Thread: Please Help Me
View Single Post
Old 11-29-2017, 12:52 PM
  # 11 (permalink)  
Sohard
Member
 
Join Date: Oct 2017
Posts: 1,283
Originally Posted by ScottFromWI View Post
My guess is that it's the same problem most of had - we didn't fully accept that we are alcoholics/addicts. You mention reading about naltrexone and thinking that it would be OK to drink again - that's classic alcoholic/addictive thinking. There is no pill or technique that can take away our addictive tendencies. Sure, some of them can help with cravings or make you sick if you drink, but at the end of the day that's just treating the symptoms - not the problem. And your addiction will run wild trying to make you believe that there is some hope that you will eventually be able to drink again.

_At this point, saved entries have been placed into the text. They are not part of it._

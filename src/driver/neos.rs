use super::{Driver, FrontController};
use crate::context::RequestContext;
use crate::paths::{append, exists, is_actual_file};
use std::path::{Path, PathBuf};

/// Neos / Flow: `flow` launcher and a capitalised `Web/` document root.
#[derive(Debug, Default, Clone, Copy)]
pub struct NeosDriver;

impl Driver for NeosDriver {
    fn name(&self) -> &str {
        "neos"
    }

    fn serves(&self, site: &Path, _site_name: &str, _uri: &str) -> bool {
        exists(&site.join("flow")) && site.join("Web").is_dir()
    }

    fn is_static_file(&self, site: &Path, _site_name: &str, uri: &str, _ctx: &RequestContext) -> Option<PathBuf> {
        let file = append(&site.join("Web"), uri);
        is_actual_file(&file).then_some(file)
    }

    fn front_controller_path(
        &self,
        site: &Path,
        _site_name: &str,
        _uri: &str,
        ctx: &mut RequestContext,
    ) -> Option<FrontController> {
        ctx.set_env_default("FLOW_CONTEXT", "Development");
        ctx.set_env_default("FLOW_REWRITEURLS", "1");

        let web = site.join("Web");
        let script = web.join("index.php");
        ctx.set_script(&script, &web);
        Some(FrontController::Script(script))
    }
}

Using consequences is not usually an effective long term strategy either - because they always fade away eventually. I can't even count the number of times I professed that I would never drink again because of something I did the night before when I was drunk, or because of a massive hangover/withdrawals, etc. But even severe withdrawals eventually go away.

For me the only solution was to unconditionally accept that I can never take even one drink. There is simply something different about me that wont' allow me to drink alchol in a conrolled fashion. I also had to accept that I can NEVER change that part of me...no pill, no therapy, no technique, no process.

BUT - I can learn new ways to live my life without alcohol...and so can you.
I know you're right about my having problems with the acceptance part of this. I accept it the day after a night of hell (like last night) and for days afterwards, but then I start questioning it. It's just so stupid. I'm smarter than this. Agh! The cycle!